§ Work instruction
Pick out and copy every line below that has the word "Shared".

[Records drawn from a dataset]
//! Answers one recruiting question from the terminal.
//!
//! The message is taken from the arguments, or from one line of stdin when
//! there are none. With `--json`, a `{"input_message": ...}` document is
//! read from stdin and a `{"result": ...}` document is printed instead.

#[macro_use]
extern crate tracing;

use std::env;
use std::process::ExitCode;
use std::time::Duration;

use indicatif::{ProgressBar, ProgressStyle};
use owo_colors::OwoColorize;
use recruit_agent::core::{RunInput, TranscriptSource};
use recruit_agent::{Config, SessionBuilder};
use tokio::io::{self, AsyncBufReadExt, AsyncReadExt};

const BAR_CHAR: &str = "▎";

#[tokio::main(flavor = "current_thread")]
async fn main() -> ExitCode {
    tracing_subscriber::fmt()
        .with_env_filter(tracing_subscriber::EnvFilter::from_default_env())
        .with_writer(std::io::stderr)
        .init();

    let config = match Config::from_env() {
        Ok(config) => config,
        Err(err) => {
            eprintln!("{err}");
            return ExitCode::FAILURE;
        }
    };

    let mut args: Vec<String> = env::args().skip(1).collect();
    let json_mode = args.first().is_some_and(|arg| arg == "--json");
    if json_mode {
        args.remove(0);
    }

    let input = if json_mode {
        read_json_input().await
    } else if !args.is_empty() {
        Some(RunInput {
            input_message: args.join(" "),
        })
    } else {
        read_line().await.map(|line| RunInput {
            input_message: line.trim().to_owned(),
        })
    };
    let Some(input) = input else {
        eprintln!("no input message");
        return ExitCode::FAILURE;
    };

    let progress_bar = if json_mode {
        ProgressBar::hidden()
    } else {
        let progress_bar = ProgressBar::new_spinner();
        if let Ok(style) = ProgressStyle::with_template("{spinner} {wide_msg}")
        {
            progress_bar.set_style(style.tick_chars("⠋⠙⠹⠸⠼⠴⠦⠧⠇⠏"));
        }
        progress_bar.set_message("🤔 Thinking...");
        progress_bar.enable_steady_tick(Duration::from_millis(100));
        progress_bar
    };

    let session = SessionBuilder::from_config(&config)
        .on_transcript({
            let progress_bar = progress_bar.clone();
            move |transcript, source| {
                if source == TranscriptSource::Tool {
                    progress_bar.println(format!(
                        "{}🔧 {}",
                        BAR_CHAR.bright_yellow(),
                        transcript.dimmed()
                    ));
                    progress_bar.set_message(format!("🔧 {transcript}..."));
                } else if source == TranscriptSource::Assistant {
                    progress_bar.set_message("🤔 Thinking...");
                }
            }
        })
        .build();

    let result = session.invoke(input).await;
    progress_bar.finish_and_clear();

    let output = match result {
        Ok(output) => output,
        Err(err) => {
            error!("run failed: {err}");
            eprintln!("{err}");
            return ExitCode::FAILURE;
        }
    };

    if json_mode {
        match serde_json::to_string(&output) {
            Ok(json) => println!("{json}"),
            Err(err) => {
                eprintln!("failed to encode output: {err}");
                return ExitCode::FAILURE;
            }
        }
    } else {
        println!("{}🤖 {}", BAR_CHAR.bright_cyan(), output.result.bright_white());
    }
    ExitCode::SUCCESS
}

async fn read_json_input() -> Option<RunInput> {
    let mut buf = String::new();
    if let Err(err) = io::stdin().read_to_string(&mut buf).await {
        error!("error reading input: {}", err);
        return None;
    }
    match serde_json::from_str(&buf) {
        Ok(input) => Some(input),
        Err(err) => {
            error!("malformed input document: {}", err);
            None
        }
    }
}

async fn read_line() -> Option<String> {
    let mut stdin = io::BufReader::new(io::stdin());
    let mut line = String::new();

    match stdin.read_line(&mut line).await {
        Ok(count) => {
            if count == 0 {
                return None;
            }
            Some(line)
        }
        Err(err) => {
            error!("error reading input: {}", err);
            None
        }
    }
}
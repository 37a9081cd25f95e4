//! Access to files kept in UiPath Orchestrator storage buckets.

use std::error::Error as StdError;
use std::fmt::{self, Debug, Display, Formatter};
use std::io;
use std::path::Path;
use std::sync::Arc;

use async_trait::async_trait;
use reqwest::{Client, Method, StatusCode, Url};
use serde::Deserialize;
use serde::de::DeserializeOwned;
use tokio::fs::File;
use tokio::io::AsyncWriteExt;

use crate::http::check_status;

/// A file inside a storage bucket.
#[derive(Clone, Debug, PartialEq, Eq)]
pub struct BlobLocation {
    /// Name of the bucket.
    pub bucket: String,
    /// Orchestrator folder the bucket lives in.
    pub folder: String,
    /// Path of the file inside the bucket.
    pub path: String,
}

/// Error type for [`BucketStorage`].
#[derive(Debug)]
pub enum StorageError {
    /// No bucket with the given name exists in the folder.
    BucketNotFound {
        /// The bucket name.
        bucket: String,
        /// The folder that was searched.
        folder: String,
    },
    /// The server answered with a non-success status.
    Status {
        /// The response status.
        status: StatusCode,
        /// The response body, as text.
        body: String,
    },
    /// The request could not be sent or the response not received.
    Transport(reqwest::Error),
    /// The server answered with something that could not be understood.
    InvalidResponse(String),
    /// Writing the downloaded content failed.
    Io(io::Error),
}

impl Display for StorageError {
    fn fmt(&self, f: &mut Formatter<'_>) -> fmt::Result {
        match self {
            Self::BucketNotFound { bucket, folder } => {
                write!(f, "bucket '{bucket}' not found in folder '{folder}'")
            }
            Self::Status { status, body } => {
                write!(f, "{status}: {body}")
            }
            Self::Transport(err) => write!(f, "{err}"),
            Self::InvalidResponse(message) => {
                write!(f, "invalid response: {message}")
            }
            Self::Io(err) => write!(f, "{err}"),
        }
    }
}

impl StdError for StorageError {
    fn source(&self) -> Option<&(dyn StdError + 'static)> {
        match self {
            Self::Transport(err) => Some(err),
            Self::Io(err) => Some(err),
            _ => None,
        }
    }
}

impl From<reqwest::Error> for StorageError {
    fn from(err: reqwest::Error) -> Self {
        Self::Transport(err)
    }
}

impl From<io::Error> for StorageError {
    fn from(err: io::Error) -> Self {
        Self::Io(err)
    }
}

impl From<(StatusCode, String)> for StorageError {
    fn from((status, body): (StatusCode, String)) -> Self {
        Self::Status { status, body }
    }
}

/// A place files can be downloaded from.
#[async_trait]
pub trait BucketStorage: Send + Sync {
    /// Downloads `blob` into a new file at `destination`.
    ///
    /// On failure the destination may have been created and partially
    /// written; removing it is up to the caller.
    async fn download(
        &self,
        blob: &BlobLocation,
        destination: &Path,
    ) -> Result<(), StorageError>;
}

/// Connection settings for [`OrchestratorBuckets`].
#[derive(Clone, PartialEq, Eq)]
pub struct OrchestratorConfig {
    /// Base URL of the Orchestrator tenant, e.g.
    /// `https://cloud.uipath.com/org/tenant/orchestrator_`.
    pub base_url: String,
    /// Bearer token used for Orchestrator requests.
    pub access_token: String,
}

impl Debug for OrchestratorConfig {
    fn fmt(&self, f: &mut Formatter<'_>) -> fmt::Result {
        f.debug_struct("OrchestratorConfig")
            .field("base_url", &self.base_url)
            .field("access_token", &"<redacted>")
            .finish()
    }
}

#[derive(Deserialize)]
struct ODataList<T> {
    value: Vec<T>,
}

#[derive(Deserialize)]
#[serde(rename_all = "PascalCase")]
struct Bucket {
    id: i64,
}

#[derive(Deserialize)]
#[serde(rename_all = "PascalCase")]
struct BlobFileAccess {
    uri: String,
    #[serde(default)]
    verb: Option<String>,
    #[serde(default)]
    headers: Option<KeyValues>,
    #[serde(default)]
    requires_auth: bool,
}

#[derive(Deserialize)]
#[serde(rename_all = "PascalCase")]
struct KeyValues {
    #[serde(default)]
    keys: Vec<String>,
    #[serde(default)]
    values: Vec<String>,
}

/// Storage buckets served by the Orchestrator OData API.
///
/// A download resolves the bucket id by name, asks for a read URI for the
/// file, then streams the file from that URI.
#[derive(Clone, Debug)]
pub struct OrchestratorBuckets {
    http: Client,
    config: Arc<OrchestratorConfig>,
}

impl OrchestratorBuckets {
    /// Creates a storage client with the given configuration.
    pub fn new(config: OrchestratorConfig) -> Self {
        Self {
            http: Client::new(),
            config: Arc::new(config),
        }
    }

    fn base_url(&self) -> &str {
        self.config.base_url.trim_end_matches('/')
    }

    fn parse_url(
        &self,
        path: &str,
        params: &[(&str, &str)],
    ) -> Result<Url, StorageError> {
        let url = format!("{}{path}", self.base_url());
        Url::parse_with_params(&url, params).map_err(|err| {
            StorageError::InvalidResponse(format!("bad url `{url}`: {err}"))
        })
    }

    async fn get_json<T: DeserializeOwned>(
        &self,
        url: Url,
        folder: &str,
    ) -> Result<T, StorageError> {
        let response = self
            .http
            .get(url)
            .bearer_auth(&self.config.access_token)
            .header("X-UIPATH-FolderPath", folder)
            .send()
            .await?;
        let text = check_status(response).await?.text().await?;
        serde_json::from_str(&text)
            .map_err(|err| StorageError::InvalidResponse(err.to_string()))
    }

    async fn find_bucket_id(
        &self,
        blob: &BlobLocation,
    ) -> Result<i64, StorageError> {
        let filter =
            format!("Name eq '{}'", blob.bucket.replace('\'', "''"));
        let url = self.parse_url(
            "/odata/Buckets",
            &[("$filter", filter.as_str()), ("$top", "1")],
        )?;

        let buckets: ODataList<Bucket> = self.get_json(url, &blob.folder).await?;
        buckets
            .value
            .first()
            .map(|bucket| bucket.id)
            .ok_or_else(|| StorageError::BucketNotFound {
                bucket: blob.bucket.clone(),
                folder: blob.folder.clone(),
            })
    }

    async fn read_access(
        &self,
        bucket_id: i64,
        blob: &BlobLocation,
    ) -> Result<BlobFileAccess, StorageError> {
        let path = format!(
            "/odata/Buckets({bucket_id})/UiPath.Server.Configuration.OData.GetReadUri"
        );
        let url = self.parse_url(&path, &[("path", blob.path.as_str())])?;
        self.get_json(url, &blob.folder).await
    }
}

#[async_trait]
impl BucketStorage for OrchestratorBuckets {
    async fn download(
        &self,
        blob: &BlobLocation,
        destination: &Path,
    ) -> Result<(), StorageError> {
        let bucket_id = self.find_bucket_id(blob).await?;
        let access = self.read_access(bucket_id, blob).await?;
        debug!("bucket '{}' has id {bucket_id}", blob.bucket);

        let method = match access.verb.as_deref() {
            Some(verb) => Method::from_bytes(verb.as_bytes()).map_err(|_| {
                StorageError::InvalidResponse(format!("bad verb `{verb}`"))
            })?,
            None => Method::GET,
        };
        let mut request = self.http.request(method, access.uri.as_str());
        if let Some(headers) = &access.headers {
            for (key, value) in headers.keys.iter().zip(&headers.values) {
                request = request.header(key.as_str(), value.as_str());
            }
        }
        if access.requires_auth {
            request = request.bearer_auth(&self.config.access_token);
        }

        let mut response = check_status(request.send().await?).await?;
        let mut file = File::create(destination).await?;
        let mut written = 0;
        while let Some(chunk) = response.chunk().await? {
            file.write_all(&chunk).await?;
            written += chunk.len();
        }
        file.flush().await?;
        debug!("downloaded {written} bytes to {}", destination.display());
        Ok(())
    }
}

#[cfg(test)]
mod tests {
    use super::*;
    use crate::testing::{CannedResponse, TestServer};

    fn blob(bucket: &str) -> BlobLocation {
        BlobLocation {
            bucket: bucket.to_owned(),
            folder: "Shared".to_owned(),
            path: "cv/ada.txt".to_owned(),
        }
    }

    #[tokio::test]
    async fn test_download() {
        let server = TestServer::bind().await;
        let storage = OrchestratorBuckets::new(OrchestratorConfig {
            base_url: format!("{}/", server.base_url()),
            access_token: "orch-token".to_owned(),
        });
        let read_uri = format!(
            r#"{{"Uri":"{}/blobs/ada.txt?sig=abc","Verb":"GET","RequiresAuth":false,"Headers":{{"Keys":["x-ms-blob-type"],"Values":["BlockBlob"]}}}}"#,
            server.base_url()
        );
        let requests = server.serve(vec![
            CannedResponse::json(200, r#"{"value":[{"Id":7,"Name":"GenAI"}]}"#),
            CannedResponse::json(200, read_uri),
            CannedResponse::bytes(200, "Ada Lovelace, analyst"),
        ]);

        let dir = tempfile::tempdir().unwrap();
        let destination = dir.path().join("ada.txt");
        storage.download(&blob("GenAI"), &destination).await.unwrap();
        assert_eq!(
            tokio::fs::read_to_string(&destination).await.unwrap(),
            "Ada Lovelace, analyst"
        );

        let requests = requests.await.unwrap();
        assert_eq!(
            requests[0].target,
            "/odata/Buckets?%24filter=Name+eq+%27GenAI%27&%24top=1"
        );
        assert_eq!(requests[0].header("authorization"), Some("Bearer orch-token"));
        assert_eq!(requests[0].header("x-uipath-folderpath"), Some("Shared"));
        assert_eq!(
            requests[1].target,
            "/odata/Buckets(7)/UiPath.Server.Configuration.OData.GetReadUri?path=cv%2Fada.txt"
        );
        assert_eq!(requests[2].target, "/blobs/ada.txt?sig=abc");
        assert_eq!(requests[2].header("x-ms-blob-type"), Some("BlockBlob"));
        assert_eq!(requests[2].header("authorization"), None);
    }

    #[tokio::test]
    async fn test_unknown_bucket() {
        let server = TestServer::bind().await;
        let storage = OrchestratorBuckets::new(OrchestratorConfig {
            base_url: server.base_url().to_owned(),
            access_token: "orch-token".to_owned(),
        });
        let _requests =
            server.serve(vec![CannedResponse::json(200, r#"{"value":[]}"#)]);

        let dir = tempfile::tempdir().unwrap();
        let destination = dir.path().join("ada.txt");
        let err = storage
            .download(&blob("Missing"), &destination)
            .await
            .unwrap_err();
        assert_eq!(
            err.to_string(),
            "bucket 'Missing' not found in folder 'Shared'"
        );
        assert!(!destination.exists());
    }

    #[tokio::test]
    async fn test_read_uri_not_found() {
        let server = TestServer::bind().await;
        let storage = OrchestratorBuckets::new(OrchestratorConfig {
            base_url: server.base_url().to_owned(),
            access_token: "orch-token".to_owned(),
        });
        let _requests = server.serve(vec![
            CannedResponse::json(200, r#"{"value":[{"Id":7}]}"#),
            CannedResponse::json(404, r#"{"message":"File not found"}"#),
        ]);

        let dir = tempfile::tempdir().unwrap();
        let err = storage
            .download(&blob("GenAI"), &dir.path().join("ada.txt"))
            .await
            .unwrap_err();
        assert!(matches!(
            err,
            StorageError::Status { status: StatusCode::NOT_FOUND, .. }
        ));
    }

    #[tokio::test]
    async fn test_bucket_lookup_forbidden() {
        let server = TestServer::bind().await;
        let storage = OrchestratorBuckets::new(OrchestratorConfig {
            base_url: server.base_url().to_owned(),
            access_token: "expired".to_owned(),
        });
        let _requests = server.serve(vec![CannedResponse::json(
            403,
            r#"{"message":"You are not authorized!"}"#,
        )]);

        let dir = tempfile::tempdir().unwrap();
        let err = storage
            .download(&blob("GenAI"), &dir.path().join("ada.txt"))
            .await
            .unwrap_err();
        assert_eq!(
            err.to_string(),
            r#"403 Forbidden: {"message":"You are not authorized!"}"#
        );
    }
}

§ Exercise answer
            folder: "Shared".to_owned(),
        assert_eq!(requests[0].header("x-uipath-folderpath"), Some("Shared"));
            "bucket 'Missing' not found in folder 'Shared'"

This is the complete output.